NATIONAL

'Rich countries must remove trade barriers'

BANGALORE MAY 22. The Vice-President and Chief Economist of the World Bank, Nicholas Stern, has said that rich countries should back their pledge to help reduce global poverty by removing barriers to the exports of developing countries and by increasing aid.

He called upon developed countries to boost development assistance. Despite better aid allocation by donors and stronger policies and institutions in developing countries, aid flows had declined in the 1990s. The World Bank and the United Nations estimated that aid would need to be doubled to $ 100 billion a year to reduce absolute poverty in the developing world. However, several high-income countries had recently announced plans to increase aid.

The developing countries needed to continue to strengthen governance, invest in and empower people and improve the investment climate, especially conditions facing small farmers and entrepreneurs.

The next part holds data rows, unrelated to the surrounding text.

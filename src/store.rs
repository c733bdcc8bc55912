use crate::error::{FinancialIngestError, Result};
use crate::record::{FinancialRecord, RecordKey};
use crate::utils::normalize_company_name;
use async_trait::async_trait;
use log::{debug, info};
use std::collections::BTreeMap;
use std::path::{Path, PathBuf};
use tokio::fs;
use tokio::sync::{Mutex, RwLock};

/// Validated records keyed by (company, year). At most one record per key;
/// company names match case-insensitively.
#[async_trait]
pub trait RecordStore: Send + Sync {
    /// Fails with [`FinancialIngestError::DuplicateRecord`] if the key is taken.
    async fn save(&self, record: &FinancialRecord) -> Result<()>;

    async fn load(&self, company_name: &str, year: i32) -> Result<FinancialRecord>;

    /// Removes and returns the record, or fails with [`FinancialIngestError::NotFound`].
    async fn delete(&self, company_name: &str, year: i32) -> Result<FinancialRecord>;

    /// Stored years for `company_name`, ascending.
    async fn list_years(&self, company_name: &str) -> Result<Vec<i32>>;

    /// One display name per stored company, sorted case-insensitively.
    async fn list_companies(&self) -> Result<Vec<String>>;
}

#[async_trait]
impl<T: RecordStore + ?Sized> RecordStore for std::sync::Arc<T> {
    async fn save(&self, record: &FinancialRecord) -> Result<()> {
        (**self).save(record).await
    }

    async fn load(&self, company_name: &str, year: i32) -> Result<FinancialRecord> {
        (**self).load(company_name, year).await
    }

    async fn delete(&self, company_name: &str, year: i32) -> Result<FinancialRecord> {
        (**self).delete(company_name, year).await
    }

    async fn list_years(&self, company_name: &str) -> Result<Vec<i32>> {
        (**self).list_years(company_name).await
    }

    async fn list_companies(&self) -> Result<Vec<String>> {
        (**self).list_companies().await
    }
}

fn duplicate(record: &FinancialRecord) -> FinancialIngestError {
    FinancialIngestError::DuplicateRecord {
        company_name: record.company_name.clone(),
        year: record.year,
    }
}

fn not_found(company_name: &str, year: i32) -> FinancialIngestError {
    FinancialIngestError::NotFound {
        company_name: normalize_company_name(company_name),
        year,
    }
}

fn years_of<'a>(keys: impl Iterator<Item = &'a RecordKey>, company_name: &str) -> Vec<i32> {
    let company = RecordKey::new(company_name, 0).company_name;
    let mut years: Vec<i32> = keys
        .filter(|k| k.company_name == company)
        .map(|k| k.year)
        .collect();
    years.sort_unstable();
    years
}

/// The most recent year's spelling represents each company.
fn companies_of<'a>(
    records: impl Iterator<Item = (&'a RecordKey, &'a FinancialRecord)>,
) -> Vec<String> {
    let mut names: BTreeMap<&str, &str> = BTreeMap::new();
    for (key, record) in records {
        names.insert(key.company_name.as_str(), record.company_name.as_str());
    }
    names.into_values().map(str::to_string).collect()
}

#[derive(Default)]
pub struct InMemoryRecordStore {
    records: RwLock<BTreeMap<RecordKey, FinancialRecord>>,
}

impl InMemoryRecordStore {
    pub fn new() -> Self {
        Self::default()
    }

    pub async fn len(&self) -> usize {
        self.records.read().await.len()
    }

    pub async fn is_empty(&self) -> bool {
        self.records.read().await.is_empty()
    }
}

#[async_trait]
impl RecordStore for InMemoryRecordStore {
    async fn save(&self, record: &FinancialRecord) -> Result<()> {
        let key = record.key();
        let mut records = self.records.write().await;
        if records.contains_key(&key) {
            return Err(duplicate(record));
        }
        debug!("Stored {}", key);
        records.insert(key, record.clone());
        Ok(())
    }

    async fn load(&self, company_name: &str, year: i32) -> Result<FinancialRecord> {
        self.records
            .read()
            .await
            .get(&RecordKey::new(company_name, year))
            .cloned()
            .ok_or_else(|| not_found(company_name, year))
    }

    async fn delete(&self, company_name: &str, year: i32) -> Result<FinancialRecord> {
        let removed = self
            .records
            .write()
            .await
            .remove(&RecordKey::new(company_name, year))
            .ok_or_else(|| not_found(company_name, year))?;
        debug!("Deleted {}", removed.key());
        Ok(removed)
    }

    async fn list_years(&self, company_name: &str) -> Result<Vec<i32>> {
        Ok(years_of(self.records.read().await.keys(), company_name))
    }

    async fn list_companies(&self) -> Result<Vec<String>> {
        Ok(companies_of(self.records.read().await.iter()))
    }
}

/// Persists every record as one pretty-printed JSON array. Suited to small
/// histories; each save rewrites the whole file.
pub struct JsonFileRecordStore {
    path: PathBuf,
    lock: Mutex<()>,
}

impl JsonFileRecordStore {
    pub fn new(path: impl Into<PathBuf>) -> Self {
        Self {
            path: path.into(),
            lock: Mutex::new(()),
        }
    }

    pub fn path(&self) -> &Path {
        &self.path
    }

    async fn read_all(&self) -> Result<BTreeMap<RecordKey, FinancialRecord>> {
        let contents = match fs::read_to_string(&self.path).await {
            Ok(contents) => contents,
            Err(e) if e.kind() == std::io::ErrorKind::NotFound => return Ok(BTreeMap::new()),
            Err(e) => return Err(e.into()),
        };
        if contents.trim().is_empty() {
            return Ok(BTreeMap::new());
        }
        let records: Vec<FinancialRecord> = serde_json::from_str(&contents)?;
        Ok(records.into_iter().map(|r| (r.key(), r)).collect())
    }

    async fn write_all(&self, records: &BTreeMap<RecordKey, FinancialRecord>) -> Result<()> {
        let list: Vec<&FinancialRecord> = records.values().collect();
        let json = serde_json::to_string_pretty(&list)?;
        if let Some(parent) = self.path.parent().filter(|p| !p.as_os_str().is_empty()) {
            fs::create_dir_all(parent).await?;
        }
        let tmp = self.path.with_extension("json.tmp");
        fs::write(&tmp, json).await?;
        fs::rename(&tmp, &self.path).await?;
        Ok(())
    }
}

#[async_trait]
impl RecordStore for JsonFileRecordStore {
    async fn save(&self, record: &FinancialRecord) -> Result<()> {
        let _guard = self.lock.lock().await;
        let mut records = self.read_all().await?;
        let key = record.key();
        if records.contains_key(&key) {
            return Err(duplicate(record));
        }
        records.insert(key.clone(), record.clone());
        self.write_all(&records).await?;
        info!("Saved {} to {}", key, self.path.display());
        Ok(())
    }

    async fn load(&self, company_name: &str, year: i32) -> Result<FinancialRecord> {
        let _guard = self.lock.lock().await;
        self.read_all()
            .await?
            .remove(&RecordKey::new(company_name, year))
            .ok_or_else(|| not_found(company_name, year))
    }

    async fn delete(&self, company_name: &str, year: i32) -> Result<FinancialRecord> {
        let _guard = self.lock.lock().await;
        let mut records = self.read_all().await?;
        let removed = records
            .remove(&RecordKey::new(company_name, year))
            .ok_or_else(|| not_found(company_name, year))?;
        self.write_all(&records).await?;
        info!("Deleted {} from {}", removed.key(), self.path.display());
        Ok(removed)
    }

    async fn list_years(&self, company_name: &str) -> Result<Vec<i32>> {
        let _guard = self.lock.lock().await;
        Ok(years_of(self.read_all().await?.keys(), company_name))
    }

    async fn list_companies(&self) -> Result<Vec<String>> {
        let _guard = self.lock.lock().await;
        Ok(companies_of(self.read_all().await?.iter()))
    }
}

Mr. Stern was speaking at the World Bank's Annual Bank Conference on Development Economics (ABCDE) here on the second day today.

"The wealthier countries, which wrote the rules of the current trading system and continue to dominate global trade flows, have a special role to play."

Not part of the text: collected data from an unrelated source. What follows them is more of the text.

use crate::comparator::ComparisonConfig;
use crate::composer::SummaryConfig;
use crate::error::{FinancialIngestError, Result};
use crate::extractor::ExtractionConfig;
use crate::pipeline::RetryPolicy;
use crate::validator::ValidationConfig;
use serde::{Deserialize, Serialize};
use std::path::Path;
use std::time::Duration;

/// Every tunable of the pipeline. Missing sections fall back to their defaults.
#[derive(Debug, Clone, Default, Serialize, Deserialize, PartialEq)]
#[serde(default)]
pub struct PipelineConfig {
    pub extraction: ExtractionConfig,
    pub validation: ValidationConfig,
    pub comparison: ComparisonConfig,
    pub summary: SummaryConfig,
    pub retry: RetryPolicy,
}

impl PipelineConfig {
    pub fn from_json_str(json: &str) -> Result<Self> {
        let config: Self = serde_json::from_str(json)?;
        config.validate()?;
        Ok(config)
    }

    pub fn from_json_file(path: impl AsRef<Path>) -> Result<Self> {
        let contents = std::fs::read_to_string(path)?;
        Self::from_json_str(&contents)
    }

    /// Applies one deadline to every model call, e.g. [`OllamaSettings::timeout`].
    /// Rounded up to whole seconds.
    pub fn with_inference_timeout(mut self, timeout: Duration) -> Self {
        let secs = timeout.as_secs() + u64::from(timeout.subsec_nanos() > 0);
        self.extraction.timeout_secs = secs;
        self.summary.timeout_secs = secs;
        self
    }

    pub fn validate(&self) -> Result<()> {
        let fail = |msg: String| Err(FinancialIngestError::Config(msg));

        if self.extraction.timeout_secs == 0 || self.summary.timeout_secs == 0 {
            return fail("timeouts must be at least one second".to_string());
        }
        if self.extraction.max_document_chars == 0 {
            return fail("extraction.max_document_chars must be positive".to_string());
        }
        if self.summary.max_chars == 0 {
            return fail("summary.max_chars must be positive".to_string());
        }
        let v = &self.validation;
        if [v.derivation_tolerance, v.min_absolute_tolerance]
            .iter()
            .any(|t| t.is_nan() || *t < 0.0)
        {
            return fail("validation tolerances must be non-negative".to_string());
        }
        if let Some(max_year) = v.max_year {
            if max_year < v.min_year {
                return fail(format!(
                    "validation.max_year {} is before min_year {}",
                    max_year, v.min_year
                ));
            }
        }
        let threshold = self.comparison.flat_threshold;
        if !(0.0..1.0).contains(&threshold) {
            return fail(format!(
                "comparison.flat_threshold {} must be in [0, 1)",
                threshold
            ));
        }
        if self.retry.max_attempts == 0 {
            return fail("retry.max_attempts must be at least 1".to_string());
        }
        if self.retry.initial_backoff_ms > self.retry.max_backoff_ms {
            return fail("retry.initial_backoff_ms exceeds retry.max_backoff_ms".to_string());
        }
        Ok(())
    }
}

/// Connection settings for a local Ollama server.
#[derive(Debug, Clone, Serialize, Deserialize, PartialEq)]
#[serde(default)]
pub struct OllamaSettings {
    pub base_url: String,
    pub model: String,
    pub temperature: f32,
    pub timeout_secs: u64,
}

impl Default for OllamaSettings {
    fn default() -> Self {
        Self {
            base_url: "http://localhost:11434".to_string(),
            model: "llama3".to_string(),
            temperature: 0.3,
            timeout_secs: 120,
        }
    }
}

impl OllamaSettings {
    /// Reads `OLLAMA_BASE_URL`, `LLM_MODEL`, `LLM_TEMPERATURE` and `LLM_TIMEOUT`,
    /// keeping the default for any variable that is unset.
    pub fn from_env() -> Result<Self> {
        Self::from_lookup(|key| std::env::var(key).ok())
    }

    fn from_lookup(lookup: impl Fn(&str) -> Option<String>) -> Result<Self> {
        let mut settings = Self::default();
        if let Some(url) = lookup("OLLAMA_BASE_URL") {
            settings.base_url = url.trim_end_matches('/').to_string();
        }
        if let Some(model) = lookup("LLM_MODEL") {
            settings.model = model;
        }
        if let Some(temperature) = lookup("LLM_TEMPERATURE") {
            settings.temperature = temperature.trim().parse().map_err(|_| {
                FinancialIngestError::Config(format!("LLM_TEMPERATURE '{}' is not a number", temperature))
            })?;
        }
        if let Some(timeout) = lookup("LLM_TIMEOUT") {
            settings.timeout_secs = timeout.trim().parse().map_err(|_| {
                FinancialIngestError::Config(format!("LLM_TIMEOUT '{}' is not a whole number of seconds", timeout))
            })?;
        }
        Ok(settings)
    }

    pub fn timeout(&self) -> Duration {
        Duration::from_secs(self.timeout_secs)
    }
}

Mr. Stern, who has done extensive research on India, said the country must have a strong leadership which would demonstrate the effective use of aid, and by being an advocate for developing countries in global forums it could help strengthen the commitment to achieve the millennium development goals (MDGs). The conference was being held in India because its development experience offered valuable lessons to the international community, he said.

Large investments in education, child and maternal health, gender equality and protection of the environment were essential to achieve the MDGs. The World Bank estimated that global trade liberalisation, including a reduction in barriers to trade in both rich and developing countries, could make a significant contribution to achieving the goals of the MDGs, lifting at least 300 million people out of poverty by 2015. Most of the seminar papers had focussed on India, which was home to about a third of the world's poor people. However, economic growth had been accelerated and poverty reduced to some extent after the introduction of economic reforms in 1991.

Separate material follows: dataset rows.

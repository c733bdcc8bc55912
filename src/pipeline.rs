use crate::comparator::{ComparisonResult, TrendComparator};
use crate::composer::{SummaryComposer, SummaryText};
use crate::config::PipelineConfig;
use crate::document::{
    clean_text, scan_hints, DocumentHints, DocumentTextExtractor, PlainTextExtractor,
};
use crate::error::{FinancialIngestError, Result};
use crate::extractor::PromptedExtractor;
use crate::inference::InferenceService;
use crate::record::{FinancialRecord, RecordSource};
use crate::schema::FieldSchema;
use crate::store::RecordStore;
use crate::validator::{SchemaValidator, ValidatedRecord};
use log::{info, warn};
use serde::{Deserialize, Serialize};
use std::future::Future;
use std::time::Duration;

/// Bounded exponential backoff for inference calls. Only
/// [`FinancialIngestError::is_retryable`] errors are retried.
#[derive(Debug, Clone, Serialize, Deserialize, PartialEq)]
#[serde(default)]
pub struct RetryPolicy {
    pub max_attempts: u32,
    pub initial_backoff_ms: u64,
    pub max_backoff_ms: u64,
}

impl Default for RetryPolicy {
    fn default() -> Self {
        Self {
            max_attempts: 3,
            initial_backoff_ms: 500,
            max_backoff_ms: 8_000,
        }
    }
}

impl RetryPolicy {
    pub fn no_retry() -> Self {
        Self {
            max_attempts: 1,
            ..Self::default()
        }
    }

    /// Delay after the given failed attempt (1-based).
    pub fn backoff(&self, attempt: u32) -> Duration {
        let factor = 2u64.saturating_pow(attempt.saturating_sub(1));
        let millis = self
            .initial_backoff_ms
            .saturating_mul(factor)
            .min(self.max_backoff_ms);
        Duration::from_millis(millis)
    }

    pub async fn run<T, F, Fut>(&self, operation: &str, mut call: F) -> Result<T>
    where
        F: FnMut() -> Fut,
        Fut: Future<Output = Result<T>>,
    {
        let max_attempts = self.max_attempts.max(1);
        let mut attempt = 1;
        loop {
            match call().await {
                Err(e) if e.is_retryable() && attempt < max_attempts => {
                    let delay = self.backoff(attempt);
                    warn!(
                        "{} attempt {}/{} failed: {}. Retrying in {:?}",
                        operation, attempt, max_attempts, e, delay
                    );
                    tokio::time::sleep(delay).await;
                    attempt += 1;
                }
                result => return result,
            }
        }
    }
}

/// Extraction followed by validation, retrying only the model call. Hints set by
/// the caller take precedence over those scanned from the text.
pub(crate) async fn extract_and_validate<S: InferenceService + ?Sized>(
    inference: &S,
    document_text: &str,
    known: &DocumentHints,
    schema: &FieldSchema,
    config: &PipelineConfig,
) -> Result<ValidatedRecord> {
    let validator = SchemaValidator::new(schema, &config.validation)?;
    let extractor = PromptedExtractor::new(inference, schema, &config.extraction);
    let hints = known.merged_over(scan_hints(document_text));

    info!(
        "Extracting '{}' fields from {} characters of text",
        schema.name,
        document_text.chars().count()
    );
    let candidate = config
        .retry
        .run("Extraction", || extractor.extract_with_hints(document_text, &hints))
        .await?;

    let validated = validator.validate(&candidate)?;
    info!(
        "Validated {} with {} values ({} derivation conflicts)",
        validated.record.key(),
        validated.record.values.len(),
        validated.conflicts.len()
    );
    Ok(validated)
}

pub(crate) async fn compare_then_summarize<S: InferenceService + ?Sized>(
    inference: &S,
    baseline: &FinancialRecord,
    current: &FinancialRecord,
    schema: &FieldSchema,
    config: &PipelineConfig,
) -> Result<TrendReport> {
    let comparison = TrendComparator::new(schema, &config.comparison).compare(baseline, current)?;
    let composer = SummaryComposer::new(inference, &config.summary);
    let summary = config
        .retry
        .run("Summary", || composer.compose(&comparison))
        .await?;
    Ok(TrendReport {
        comparison,
        summary,
    })
}

/// A comparison together with its narrative.
#[derive(Debug, Clone, Serialize, Deserialize, PartialEq)]
pub struct TrendReport {
    pub comparison: ComparisonResult,
    pub summary: SummaryText,
}

/// Wires the collaborators together: text extraction, inference and storage.
pub struct IngestionPipeline<S, R, D = PlainTextExtractor> {
    inference: S,
    store: R,
    documents: D,
    config: PipelineConfig,
}

impl<S, R> IngestionPipeline<S, R, PlainTextExtractor>
where
    S: InferenceService,
    R: RecordStore,
{
    pub fn new(inference: S, store: R, config: PipelineConfig) -> Self {
        Self {
            inference,
            store,
            documents: PlainTextExtractor,
            config,
        }
    }
}

impl<S, R, D> IngestionPipeline<S, R, D>
where
    S: InferenceService,
    R: RecordStore,
    D: DocumentTextExtractor,
{
    pub fn with_document_extractor<D2: DocumentTextExtractor>(
        self,
        documents: D2,
    ) -> IngestionPipeline<S, R, D2> {
        IngestionPipeline {
            inference: self.inference,
            store: self.store,
            documents,
            config: self.config,
        }
    }

    pub fn store(&self) -> &R {
        &self.store
    }

    pub fn config(&self) -> &PipelineConfig {
        &self.config
    }

    /// Text to validated record. Nothing is persisted.
    pub async fn ingest(&self, document_text: &str, schema: &FieldSchema) -> Result<ValidatedRecord> {
        let known = DocumentHints::default();
        extract_and_validate(&self.inference, document_text, &known, schema, &self.config).await
    }

    /// Uploaded file to stored record. `hints` carries a company name or year the
    /// caller already knows; they are passed to the model ahead of scanned guesses.
    pub async fn ingest_document(
        &self,
        bytes: &[u8],
        source_id: &str,
        schema: &FieldSchema,
        hints: Option<&DocumentHints>,
    ) -> Result<ValidatedRecord> {
        let document = self.documents.extract_text(bytes, source_id).await?;
        let text = clean_text(&document.text);
        let known = hints.cloned().unwrap_or_default();
        let mut validated =
            extract_and_validate(&self.inference, &text, &known, schema, &self.config).await?;
        validated.record.source = Some(RecordSource::from(&document));
        self.store.save(&validated.record).await?;
        info!(
            "Stored {} from {}",
            validated.record.key(),
            document.source_id
        );
        Ok(validated)
    }

    pub async fn compare_and_summarize(
        &self,
        baseline: &FinancialRecord,
        current: &FinancialRecord,
        schema: &FieldSchema,
    ) -> Result<TrendReport> {
        compare_then_summarize(&self.inference, baseline, current, schema, &self.config).await
    }

    pub async fn compare_years(
        &self,
        company_name: &str,
        baseline_year: i32,
        current_year: i32,
        schema: &FieldSchema,
    ) -> Result<TrendReport> {
        let (baseline, current) = futures::try_join!(
            self.store.load(company_name, baseline_year),
            self.store.load(company_name, current_year)
        )?;
        self.compare_and_summarize(&baseline, &current, schema).await
    }

    /// Compares the two most recent stored years of `company_name`.
    pub async fn compare_latest(&self, company_name: &str, schema: &FieldSchema) -> Result<TrendReport> {
        let years = self.store.list_years(company_name).await?;
        let [.., baseline_year, current_year] = years.as_slice() else {
            return Err(FinancialIngestError::InsufficientHistory {
                company_name: company_name.to_string(),
                found: years.len(),
            });
        };
        self.compare_years(company_name, *baseline_year, *current_year, schema)
            .await
    }
}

Mr. Stern warned that India's growing public debt was squeezing out investment, making it difficult to achieve the targeted annual 8 per cent economic growth.

"Eight per cent growth is difficult without hastening reforms. The Tenth Plan has set an ambitious target, well above past performance." "India's rich experience, both its significant successes and the problems that it is currently confronting, offers valuable lessons for other developing countries. India's tremendous strengths lead me to be cautiously optimistic about its future. Reform must move ahead strongly if growth is to accelerate."

The investment climate had improved and exports doubled from seven per cent to 14 per cent of the GDP. He cited the need to ensure that public expenditure was efficiently allocated to promote growth and reduce poverty. "I would argue that a radical reform of the subsidy culture is needed to cut non-permit subsidies that largely fail to reach targeted beneficiaries, incur huge opportunity costs, and distort factor prices, while hurting the economy and the environment." India had become the second largest user of anti-dumping laws in the world after the U.S. Discipline in the use of "substitute" instruments of protection was necessary, he said.

The conference concludes here on Friday with an in-depth debate on recent innovations in service delivery in Karnataka. Mr. Stern praised the State's initiative in cleaning up land records by making available land documents to citizens within the shortest possible time, transparency in administration, and the right to information being piloted by the Krishna Government.